The late great Thys Visser, former CEO of Remgro, always maintained that a cash heap was an insurance policy … ensuring that the iconic investment company could support its underlying investments and pay dividends through thick and thin.
Remgro is brimming with cash — possibly more than the usual insurance policy.
But, hey, these are tempestuous times. You probably can’t be too careful. Frankly, when insomnia kicks in these days, I open X with a good deal of trepidation. There is usually a nasty surprise that has me cursing either that I am short Sasol or that I failed to grab those damned gold shares. At the end of December, Remgro sat with cash of just over R12bn. That’s a big number, but represented just 7% of Remgro’s intrinsic NAV.
That cash holding has risen considerably since year-end, following the sale of a chunk of Remgro’s leftover holding in banking group FirstRand. The updated number for cash would be about R17bn and, if the remaining 0.73% stake in FirstRand is regarded as currency, this figure shifts to more than R20bn. That means cash represents about 12% of Remgro’s portfolio, more than Remgro’s R16.2bn holding in fibre optics business Community Investment Ventures Holdings-Maziv does.
It would be tempting, for those comforted by Remgro’s cash pile, to also pencil in the strategic minority stake in financial services giant Discovery as another short-term currency source. Remgro’s asset register lists the roughly 8% stake in Discovery under “portfolio holdings”, alongside the remaining FirstRand stake. Discovery shares are up 25% over a year and more than 75% over three years. It would not be the worst time for Remgro to offload them.
Interesting, this ... Might Remgro even consider upping its stake in Discovery?
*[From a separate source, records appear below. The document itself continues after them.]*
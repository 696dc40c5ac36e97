//! Materialization of a query tree into a row bitmap.
//!
//! [`QueryEvaluator`] drains the root iterator of a [`Query`] and collects the
//! matching row ids into a [`RoaringBitmap`]. The ids are collected into a
//! private bitmap first and merged into the caller's bitmap only when the
//! evaluation completes, so a cancelled or failed evaluation never leaves a
//! partial result behind.
//!
//! When the caller supplies a candidate bitmap (typically produced by another
//! index or by a previous filter stage), only candidates are reported. Two
//! strategies are available and always agree on the result:
//!
//! - [`CandidateStrategy::Seek`] walks the candidates and calls
//!   `advance(candidate)` on the iterator, which lets a selective candidate
//!   set skip most of the posting data.
//! - [`CandidateStrategy::Probe`] drains the iterator and tests membership in
//!   the candidate set, which is cheaper when the candidate set is much larger
//!   than the query result.
//!
//! The choice is made from the query cost and the candidate count, see
//! [`QueryOptions::candidate_probe_ratio`].

use std::time::{Duration, Instant};

use amudai_common::{Result, verify_data};
use roaring::RoaringBitmap;

use crate::{
    cancellation::CancellationToken,
    iterator::{DocId, DocIdIterator, NO_MORE_DOCS},
    options::QueryOptions,
    query::{Query, QueryIterator},
};

/// How the evaluator combines the query with a candidate bitmap.
#[derive(Debug, Clone, Copy, PartialEq, Eq, Hash)]
pub enum CandidateStrategy {
    /// No candidate bitmap: every match is reported.
    Drain,
    /// Drive the iterator with `advance` from the candidate ids.
    Seek,
    /// Drain the iterator and keep the ids contained in the candidate set.
    Probe,
}

/// Statistics of a completed evaluation.
#[derive(Debug, Clone, PartialEq, Eq)]
pub struct ExecutionStats {
    /// Number of rows reported.
    pub matches: u64,
    /// Number of `advance` calls (`Seek`) or membership tests (`Probe`)
    /// performed against the candidate set.
    pub candidate_probes: u64,
    pub strategy: CandidateStrategy,
    pub elapsed: Duration,
}

/// The result of [`QueryEvaluator::execute`].
#[derive(Debug, Clone, PartialEq, Eq)]
pub enum Outcome {
    /// The evaluation ran to completion and the matches were merged into the
    /// caller's bitmap.
    Completed(ExecutionStats),
    /// The cancellation token fired. The caller's bitmap is untouched.
    Cancelled,
}

impl Outcome {
    pub fn is_completed(&self) -> bool {
        matches!(self, Outcome::Completed(_))
    }

    pub fn is_cancelled(&self) -> bool {
        matches!(self, Outcome::Cancelled)
    }

    pub fn stats(&self) -> Option<&ExecutionStats> {
        match self {
            Outcome::Completed(stats) => Some(stats),
            Outcome::Cancelled => None,
        }
    }
}

/// Evaluates a [`Query`] into a row bitmap.
pub struct QueryEvaluator<'a> {
    query: &'a Query,
    cancel: CancellationToken,
    options: QueryOptions,
    forced_strategy: Option<CandidateStrategy>,
}

impl<'a> QueryEvaluator<'a> {
    pub fn new(query: &'a Query) -> QueryEvaluator<'a> {
        QueryEvaluator {
            query,
            cancel: CancellationToken::none(),
            options: QueryOptions::default(),
            forced_strategy: None,
        }
    }

    pub fn with_cancellation(mut self, cancel: CancellationToken) -> Self {
        self.cancel = cancel;
        self
    }

    pub fn with_options(mut self, options: QueryOptions) -> Self {
        self.options = options;
        self
    }

    /// Overrides the cost-based choice between `Seek` and `Probe`.
    ///
    /// Only applies when a candidate bitmap is supplied; `Drain` restores the
    /// cost-based choice.
    pub fn with_strategy(mut self, strategy: CandidateStrategy) -> Self {
        self.forced_strategy = (strategy != CandidateStrategy::Drain).then_some(strategy);
        self
    }

    /// Returns the strategy `execute` uses for the given candidates.
    pub fn strategy(&self, candidates: Option<&RoaringBitmap>) -> CandidateStrategy {
        let Some(candidates) = candidates else {
            return CandidateStrategy::Drain;
        };
        if let Some(strategy) = self.forced_strategy {
            return strategy;
        }
        let threshold = self
            .options
            .candidate_probe_ratio
            .saturating_mul(self.query.cost());
        if candidates.len() > threshold {
            CandidateStrategy::Probe
        } else {
            CandidateStrategy::Seek
        }
    }

    /// Evaluates the query and merges the matching rows into `result`.
    ///
    /// Returns `Ok(Outcome::Cancelled)` if the token fired before or during
    /// evaluation. Any other error (I/O, index corruption) is returned as is.
    /// In both cases `result` is not modified.
    pub fn execute(
        &self,
        result: &mut RoaringBitmap,
        candidates: Option<&RoaringBitmap>,
    ) -> Result<Outcome> {
        let started = Instant::now();
        let strategy = self.strategy(candidates);
        let mut matches = RoaringBitmap::new();
        let run = self.cancel.check().and_then(|()| {
            let mut it = self.query.iterator_with(&self.cancel)?;
            match (strategy, candidates) {
                (CandidateStrategy::Seek, Some(candidates)) => {
                    self.seek(&mut it, candidates, &mut matches)
                }
                (_, candidates) => self.drain(&mut it, candidates, &mut matches),
            }
        });
        let candidate_probes = match run {
            Ok(probes) => probes,
            Err(e) if e.is_cancelled() => {
                log::debug!(
                    "evaluation on {} cancelled after {:?}",
                    self.query.segment().name(),
                    started.elapsed()
                );
                return Ok(Outcome::Cancelled);
            }
            Err(e) => return Err(e),
        };

        let stats = ExecutionStats {
            matches: matches.len(),
            candidate_probes,
            strategy,
            elapsed: started.elapsed(),
        };
        *result |= matches;
        log::debug!(
            "evaluated on {}: {} matches, strategy {:?}, {} probes, {:?}",
            self.query.segment().name(),
            stats.matches,
            stats.strategy,
            stats.candidate_probes,
            stats.elapsed
        );
        Ok(Outcome::Completed(stats))
    }

    /// Reports every id of the iterator, optionally filtered by `candidates`.
    fn drain(
        &self,
        it: &mut QueryIterator,
        candidates: Option<&RoaringBitmap>,
        out: &mut RoaringBitmap,
    ) -> Result<u64> {
        let universe = self.query.segment().row_count();
        let mut probes = 0u64;
        loop {
            let doc = it.next_doc()?;
            if doc == NO_MORE_DOCS {
                return Ok(probes);
            }
            verify_data!(doc, doc < universe);
            match candidates {
                Some(candidates) => {
                    probes += 1;
                    if candidates.contains(doc) {
                        out.insert(doc);
                    }
                }
                None => {
                    out.insert(doc);
                }
            }
            self.cancel.check()?;
        }
    }

    /// Drives the iterator from the candidate ids.
    fn seek(
        &self,
        it: &mut QueryIterator,
        candidates: &RoaringBitmap,
        out: &mut RoaringBitmap,
    ) -> Result<u64> {
        let universe = self.query.segment().row_count();
        let mut probes = 0u64;
        let mut current: Option<DocId> = None;
        for candidate in candidates {
            if candidate >= universe {
                break;
            }
            self.cancel.check()?;
            if let Some(doc) = current {
                if doc > candidate {
                    continue;
                }
                if doc == candidate {
                    out.insert(candidate);
                    continue;
                }
            }
            probes += 1;
            let doc = it.advance(candidate)?;
            if doc == NO_MORE_DOCS {
                break;
            }
            verify_data!(doc, doc < universe);
            current = Some(doc);
            if doc == candidate {
                out.insert(candidate);
            }
        }
        Ok(probes)
    }
}
//! The pull-based document id iteration protocol.
//!
//! Every query node, from a single term leaf to a composite boolean tree, is
//! evaluated through the [`DocIdIterator`] trait. The protocol is modelled on
//! classic posting-list cursors:
//!
//! - Identifiers are produced in strictly ascending order.
//! - [`NO_MORE_DOCS`] is the terminal sentinel. Once an iterator reports it,
//!   every further call reports it again.
//! - [`DocIdIterator::advance`] is the skip primitive that lets conjunctions
//!   jump over long stretches of non-matching ids without visiting them.
//!
//! Operations that move the cursor return `Result`, since the underlying
//! posting source may fail with an I/O or corruption error at any step. A
//! failed iterator must not be resumed.

use amudai_common::Result;

/// Row identifier within a segment.
pub type DocId = u32;

/// Terminal sentinel reported by an exhausted iterator.
///
/// This is also the value of [`DocIdIterator::doc_id`] before the first
/// advance, so a valid segment never contains a row with this id.
pub const NO_MORE_DOCS: DocId = DocId::MAX;

/// A forward-only cursor over an ascending sequence of document ids.
pub trait DocIdIterator {
    /// Returns the id at the current position.
    ///
    /// Before the first call to [`next_doc`](Self::next_doc) or
    /// [`advance`](Self::advance), and after exhaustion, this is
    /// [`NO_MORE_DOCS`].
    fn doc_id(&self) -> DocId;

    /// Moves to the next matching id, strictly greater than the current one.
    ///
    /// Returns [`NO_MORE_DOCS`] when exhausted; calling again after that is a
    /// no-op.
    fn next_doc(&mut self) -> Result<DocId>;

    /// Moves to the first matching id that is `>= target`.
    ///
    /// If the iterator is already positioned on an id `>= target`, the call
    /// does not move it and returns the current id.
    fn advance(&mut self, target: DocId) -> Result<DocId>;

    /// Static estimate of the number of ids this iterator yields.
    ///
    /// Used only for planning; it does not change during iteration.
    fn cost(&self) -> u64;
}

impl<T: DocIdIterator + ?Sized> DocIdIterator for Box<T> {
    #[inline]
    fn doc_id(&self) -> DocId {
        (**self).doc_id()
    }

    #[inline]
    fn next_doc(&mut self) -> Result<DocId> {
        (**self).next_doc()
    }

    #[inline]
    fn advance(&mut self, target: DocId) -> Result<DocId> {
        (**self).advance(target)
    }

    #[inline]
    fn cost(&self) -> u64 {
        (**self).cost()
    }
}

/// Tracks whether an iterator has been positioned at least once.
///
/// `doc_id() == NO_MORE_DOCS` is ambiguous between "not started" and
/// "exhausted"; composite iterators use this to tell the two apart.
#[derive(Debug, Clone, Copy, PartialEq, Eq, Default)]
pub(crate) enum IterState {
    #[default]
    Unstarted,
    Positioned,
    Exhausted,
}

impl IterState {
    #[inline]
    pub fn is_exhausted(self) -> bool {
        self == IterState::Exhausted
    }
}

/// An iterator that matches nothing. Used for absent terms and pruned nodes.
#[derive(Debug, Clone, Copy, Default)]
pub struct EmptyIterator;

impl DocIdIterator for EmptyIterator {
    fn doc_id(&self) -> DocId {
        NO_MORE_DOCS
    }

    fn next_doc(&mut self) -> Result<DocId> {
        Ok(NO_MORE_DOCS)
    }

    fn advance(&mut self, _target: DocId) -> Result<DocId> {
        Ok(NO_MORE_DOCS)
    }

    fn cost(&self) -> u64 {
        0
    }
}

/// Adapts a [`DocIdIterator`] into a standard [`Iterator`] of `Result<DocId>`.
///
/// The adapter stops after the first error.
pub struct DocIds<I> {
    inner: I,
    done: bool,
}

impl<I: DocIdIterator> DocIds<I> {
    pub fn new(inner: I) -> Self {
        Self { inner, done: false }
    }

    pub fn into_inner(self) -> I {
        self.inner
    }
}

impl<I: DocIdIterator> Iterator for DocIds<I> {
    type Item = Result<DocId>;

    fn next(&mut self) -> Option<Self::Item> {
        if self.done {
            return None;
        }
        let next = self.inner.next_doc();
        if next.is_err() {
            self.done = true;
        }
        let doc = amudai_common::try_or_ret_some_err!(next);
        if doc == NO_MORE_DOCS {
            self.done = true;
            return None;
        }
        Some(Ok(doc))
    }
}
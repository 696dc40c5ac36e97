//! Tuning knobs for query compilation and evaluation.

use serde::{Deserialize, Serialize};

/// Options controlling how predicates are compiled into query trees and how
/// the resulting trees are materialized.
///
/// None of these options affect the set of matching rows; they only change
/// the amount of work performed, with the exception of
/// [`max_range_terms`](Self::max_range_terms), which turns an oversized range
/// expansion into a compile error.
#[derive(Debug, Clone, PartialEq, Eq, Serialize, Deserialize)]
#[serde(default)]
pub struct QueryOptions {
    /// Drop disjunction operands whose estimated cost is zero (absent terms).
    pub prune_empty_disjuncts: bool,

    /// Evaluate range predicates through the source's native range cursor when
    /// the source supports it, instead of expanding the term dictionary.
    pub prefer_native_range: bool,

    /// Upper bound on the number of dictionary terms a range predicate may
    /// expand to.
    pub max_range_terms: usize,

    /// When intersecting with a candidate bitmap, the evaluator switches from
    /// seeking (one `advance` per candidate) to probing (draining the query and
    /// testing candidate membership) once the candidate set is larger than
    /// `candidate_probe_ratio * query cost`.
    pub candidate_probe_ratio: u64,
}

impl Default for QueryOptions {
    fn default() -> Self {
        QueryOptions {
            prune_empty_disjuncts: true,
            prefer_native_range: true,
            max_range_terms: 16_384,
            candidate_probe_ratio: 8,
        }
    }
}
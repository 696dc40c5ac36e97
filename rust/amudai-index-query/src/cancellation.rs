//! Cooperative cancellation of query evaluation.
//!
//! Evaluation never blocks on its own, so a long scan is aborted by polling a
//! [`CancellationToken`] at well-defined points: once per conjunction or
//! disjunction sweep and once per emitted match. When the token fires, the
//! poll returns an [`ErrorKind::Cancelled`](amudai_common::error::ErrorKind::Cancelled)
//! error which unwinds the iterator stack through the regular `?` path; the
//! evaluator then reports it as a distinct outcome rather than a failure.

use std::{
    sync::{
        Arc,
        atomic::{AtomicBool, Ordering},
    },
    time::Instant,
};

use amudai_common::{Result, error::Error};

/// A cheaply cloneable cancellation flag with an optional deadline.
///
/// Clones share the same flag, so a token handed to several segment scans
/// cancels all of them.
#[derive(Debug, Clone, Default)]
pub struct CancellationToken {
    flag: Option<Arc<AtomicBool>>,
    deadline: Option<Instant>,
}

impl CancellationToken {
    /// Creates a new token that can be cancelled with [`cancel`](Self::cancel).
    pub fn new() -> CancellationToken {
        CancellationToken {
            flag: Some(Arc::new(AtomicBool::new(false))),
            deadline: None,
        }
    }

    /// A token that never fires.
    pub fn none() -> CancellationToken {
        CancellationToken::default()
    }

    /// Returns a clone of this token that additionally fires once `deadline`
    /// has passed.
    pub fn with_deadline(&self, deadline: Instant) -> CancellationToken {
        let deadline = match self.deadline {
            Some(existing) => existing.min(deadline),
            None => deadline,
        };
        CancellationToken {
            flag: self.flag.clone(),
            deadline: Some(deadline),
        }
    }

    /// Requests cancellation. Has no effect on a token created with
    /// [`none`](Self::none).
    pub fn cancel(&self) {
        if let Some(flag) = &self.flag {
            flag.store(true, Ordering::Relaxed);
        }
    }

    pub fn is_cancelled(&self) -> bool {
        if self
            .flag
            .as_ref()
            .is_some_and(|flag| flag.load(Ordering::Relaxed))
        {
            return true;
        }
        self.deadline
            .is_some_and(|deadline| Instant::now() >= deadline)
    }

    /// Polls the token, returning a `Cancelled` error if it fired.
    #[inline]
    pub fn check(&self) -> Result<()> {
        if self.flag.is_none() && self.deadline.is_none() {
            return Ok(());
        }
        if self.is_cancelled() {
            Err(Error::cancelled())
        } else {
            Ok(())
        }
    }
}
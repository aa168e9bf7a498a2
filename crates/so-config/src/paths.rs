//! Configuration, cache and pipe paths
//!
//! Uses XDG directories via `dirs` crate with fallbacks.
//!
//! Platform-specific locations:
//! - Linux: `~/.config/so-watch/`, `~/.cache/so-watch/`
//! - macOS: `~/Library/Application Support/so-watch/`, `~/Library/Caches/so-watch/`

use anyhow::{Context, Result};
use std::path::PathBuf;

const APP_NAME: &str = "so-watch";
const LOCAL_CONFIG_FILE: &str = ".so-watch.toml";
const GLOBAL_CONFIG_FILE: &str = "config.toml";
const CAPTURE_PIPE_FILE: &str = "capture.fifo";

/// Get the application cache directory, creating it if needed
pub fn cache_dir() -> Result<PathBuf> {
    let base = dirs::cache_dir().context("Could not determine cache directory")?;
    let dir = base.join(APP_NAME);
    std::fs::create_dir_all(&dir)?;
    Ok(dir)
}

/// Get path to the global config file (not created)
pub fn global_config_path() -> Option<PathBuf> {
    dirs::config_dir().map(|base| base.join(APP_NAME).join(GLOBAL_CONFIG_FILE))
}

/// Get path to the local config file (in CWD)
pub fn local_config_path() -> Result<PathBuf> {
    Ok(std::env::current_dir()?.join(LOCAL_CONFIG_FILE))
}

/// Get path to the fifo shared by `capture` and `display`
pub fn capture_pipe_path() -> PathBuf {
    std::env::temp_dir().join(APP_NAME).join(CAPTURE_PIPE_FILE)
}
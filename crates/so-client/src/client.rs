//! HTTP fetch trait and error definitions
//!
//! This module defines the `HttpFetch` trait that every transport must
//! satisfy, the response type, and an in-memory implementation used for
//! offline runs and tests.

use log::debug;
use std::cell::RefCell;
use std::collections::HashMap;
use thiserror::Error;

/// Errors that can occur while fetching a page
#[derive(Error, Debug, Clone, PartialEq, Eq)]
pub enum FetchError {
    #[error("Request to {url} failed: {message}")]
    Transport { url: String, message: String },

    #[error("Request to {url} returned HTTP {status}")]
    Status { url: String, status: u16 },

    #[error("Failed to read response body from {url}: {message}")]
    Body { url: String, message: String },
}

/// A raw HTTP response
#[derive(Debug, Clone, PartialEq, Eq)]
pub struct HttpResponse {
    /// HTTP status code
    pub status: u16,

    /// Response body as text
    pub body: String,
}

impl HttpResponse {
    pub fn ok(body: impl Into<String>) -> Self {
        Self {
            status: 200,
            body: body.into(),
        }
    }

    /// Statuses 200-399 count as success
    pub fn is_success(&self) -> bool {
        (200..400).contains(&self.status)
    }
}

/// HTTP transport used by the search pipeline
///
/// Implementations only transport bytes; status interpretation happens in
/// [`fetch_page`]. Calls are blocking.
pub trait HttpFetch {
    /// Issue a GET request
    ///
    /// # Arguments
    ///
    /// * `url` - Absolute URL to fetch
    ///
    /// # Returns
    ///
    /// The status and body, or a transport error if no response arrived.
    fn get(&self, url: &str) -> Result<HttpResponse, FetchError>;
}

impl<T: HttpFetch + ?Sized> HttpFetch for &T {
    fn get(&self, url: &str) -> Result<HttpResponse, FetchError> {
        (**self).get(url)
    }
}

impl<T: HttpFetch + ?Sized> HttpFetch for Box<T> {
    fn get(&self, url: &str) -> Result<HttpResponse, FetchError> {
        (**self).get(url)
    }
}

/// Fetch a page and return its body if the status is 200-399
pub fn fetch_page<F: HttpFetch + ?Sized>(http: &F, url: &str) -> Result<String, FetchError> {
    let response = http.get(url)?;
    if !response.is_success() {
        return Err(FetchError::Status {
            url: url.to_string(),
            status: response.status,
        });
    }
    Ok(response.body)
}

/// Canned responses keyed by URL
///
/// Records every requested URL. Unknown URLs answer with HTTP 404.
#[derive(Debug, Default)]
pub struct InMemoryFetcher {
    routes: HashMap<String, Result<HttpResponse, FetchError>>,
    requests: RefCell<Vec<String>>,
}

impl InMemoryFetcher {
    pub fn new() -> Self {
        Self::default()
    }

    /// Serve `body` with HTTP 200 at `url`
    pub fn with_page(mut self, url: impl Into<String>, body: impl Into<String>) -> Self {
        self.routes.insert(url.into(), Ok(HttpResponse::ok(body)));
        self
    }

    /// Answer `url` with an empty body and the given status
    pub fn with_status(mut self, url: impl Into<String>, status: u16) -> Self {
        self.routes.insert(
            url.into(),
            Ok(HttpResponse {
                status,
                body: String::new(),
            }),
        );
        self
    }

    /// Fail `url` as if the connection broke
    pub fn with_transport_error(mut self, url: impl Into<String>) -> Self {
        let url = url.into();
        let error = FetchError::Transport {
            url: url.clone(),
            message: "connection reset".to_string(),
        };
        self.routes.insert(url, Err(error));
        self
    }

    /// All URLs requested so far, in order
    pub fn requests(&self) -> Vec<String> {
        self.requests.borrow().clone()
    }

    /// Number of requests whose URL contains `pattern`
    pub fn request_count(&self, pattern: &str) -> usize {
        self.requests
            .borrow()
            .iter()
            .filter(|url| url.contains(pattern))
            .count()
    }
}

impl HttpFetch for InMemoryFetcher {
    fn get(&self, url: &str) -> Result<HttpResponse, FetchError> {
        debug!("In-memory GET {}", url);
        self.requests.borrow_mut().push(url.to_string());
        match self.routes.get(url) {
            Some(response) => response.clone(),
            None => Ok(HttpResponse {
                status: 404,
                body: String::new(),
            }),
        }
    }
}
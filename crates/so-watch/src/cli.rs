//! Command-line interface for so-watch.

use clap::{Args, Parser, Subcommand};
use so_config::{ConfigOverrides, ConfigScope, OrderBy};

/// so-watch - Finds Stack Overflow answers for the errors in your terminal
#[derive(Parser)]
#[command(name = "so-watch")]
#[command(author, version, about, long_about = None)]
pub struct Cli {
    #[command(subcommand)]
    pub command: Commands,
}

#[derive(Subcommand)]
pub enum Commands {
    /// Record this terminal so that `display` can watch it
    Capture,

    /// Watch the captured terminal and show answers for detected errors
    Display {
        #[command(flatten)]
        overrides: OverrideArgs,
    },

    /// Search for free-form text
    Query {
        /// Search terms
        #[arg(required = true, num_args = 1.., value_name = "TEXT")]
        text: Vec<String>,

        #[command(flatten)]
        overrides: OverrideArgs,
    },

    /// Read or change a configuration file
    Config {
        /// Use the global configuration file instead of ./.so-watch.toml
        #[arg(long)]
        global: bool,

        #[command(subcommand)]
        action: ConfigAction,
    },

    /// Ask for settings and write a configuration file
    Init {
        /// Write the global configuration file instead of ./.so-watch.toml
        #[arg(long)]
        global: bool,

        /// Write the default values without asking
        #[arg(long, short)]
        default: bool,
    },
}

#[derive(Subcommand, Debug, PartialEq, Eq)]
pub enum ConfigAction {
    /// Print the value of a key
    Get { key: String },

    /// Set a key
    Set { key: String, value: String },

    /// Print all keys
    List,

    /// Restore default values
    Reset,
}

/// Per-invocation configuration overrides
#[derive(Args, Debug, Clone, Default, PartialEq, Eq)]
pub struct OverrideArgs {
    /// Language tag of the search (e.g. python)
    #[arg(long)]
    pub language: Option<String>,

    /// Result ordering: Relevance, Newest, Active or Votes
    #[arg(long, value_name = "ORDER")]
    pub order_by: Option<OrderBy>,

    /// Only show posts with an accepted answer
    #[arg(long, conflicts_with = "unverified")]
    pub verified_only: bool,

    /// Also show posts whose answers are not accepted
    #[arg(long)]
    pub unverified: bool,

    /// Show up to N comments per question and answer
    #[arg(long, value_name = "N", value_parser = clap::value_parser!(u32).range(1..))]
    pub display_comments: Option<u32>,
}

impl From<OverrideArgs> for ConfigOverrides {
    fn from(args: OverrideArgs) -> Self {
        let verified_only = match (args.verified_only, args.unverified) {
            (true, _) => Some(true),
            (_, true) => Some(false),
            _ => None,
        };

        ConfigOverrides {
            language: args.language,
            order_by: args.order_by,
            verified_only,
            max_comments: args.display_comments.map(|n| n as usize),
        }
    }
}

pub fn scope(global: bool) -> ConfigScope {
    if global {
        ConfigScope::Global
    } else {
        ConfigScope::Local
    }
}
Not so fast, though. Remgro chief investment officer Carel Vosloo intimates the group relishes maintaining a partnership relationship with Discovery, “where there is still some runway to go”. Interesting, this, because Remgro, in the past, has stepped away from investments where it does not play an active or influential role as a shareholder. Might Remgro even consider upping its stake in Discovery?
What I find intriguing is Vosloo’s response to a question about whether Remgro would consider mobilising some of its cash for new opportunities. With a R165bn-plus investment portfolio, Remgro needs to make a meaningful new investment to move the needle. Vosloo said Remgro was seeing new opportunities, though there was nothing the group wanted to pull the trigger on. He did note, however, that Remgro had developed its pipeline of potential new opportunities more proactively than it had two years ago.
Remgro’s existing portfolio might have items worth tinkering with, especially in terms of further slanting the bias towards unlisted shares. I’ve raised this before, but RCL Foods, which has been an underperformer for the longest time, is surely a sitter for Remgro to pitch an offer to minority shareholders to take the business private. The group owns almost 80% of RCL Foods. It’s not going to hugely dent Remgro’s cash pile to put a decently priced offer to minorities, though that might be a flippant statement, knowing just how Remgro meticulously mulls its capital allocation decisions.
Still, with a resurgent Rainbow Chickens out of the RCL mix, the business would be nicely primed as an unlisted entity for a merger with Remgro’s 100%-owned spreads business Siqalo. This would create a more compelling basket of food brands with sound economics that would in no way detract from RCL’s strong niches in pet food, condiments, snacks and baking.
Vosloo is phlegmatic about the RCL/Siqalo matter. He concedes there is a logical fit “in the fullness of time” but stresses it’s not a burning issue. “For now, from a commercial point of view, we are mostly achieving what we want to achieve.”
Speaking of patience, it’s taking a while for the full picture to emerge at new-look investment counters Rex Trueform (Rextru) and Grand Parade Investments (GPI), which both released results last week. RexTru — these days effectively controlled by former HCI founder and trade union stalwart Marcel Golding — is still leaning heavily towards traditional fashion retailing in the form of Queenspark at the top line. But at net profit level, the group’s niche property holdings chipped in R14m, compared with the retail segment’s R11.4m. The contributions from media, technology and water infrastructure remain, however, negligible. Hopefully that will change sooner rather than later.
GPI, despite falling under the influence of investment banker and gaming sector enthusiast Greg Bortz, remains unchanged, with its legacy (minority) holdings in the GrandWest and Golden Valley casinos and a meaningful stake in limited payout machine specialist SunSlots. These are more than useful bargaining chips if the controlling shareholder, Sun International, wants to clean up ownership structures in its underlying assets.
But, in light of the rapid growth in recent years of online games under the ambit of mainly sports betting operators, investors might have expected more action in securing new gaming plays. In commentary accompanying the latest interim results, GPI said its focus would be on investments in the gaming sector — “both land-based and online”.
GPI is still trying to saddle up for historical horseracing, which has grown markedly in parts of the US. Whether the local market will join the stampede remains to be seen. Gut feel, though, is that the JSE’s larger casino groups will expeditiously review their portfolios to adapt to new gaming habits. If GPI plays its cards right, it might well garner a useful hand of smaller cash-spinning assets.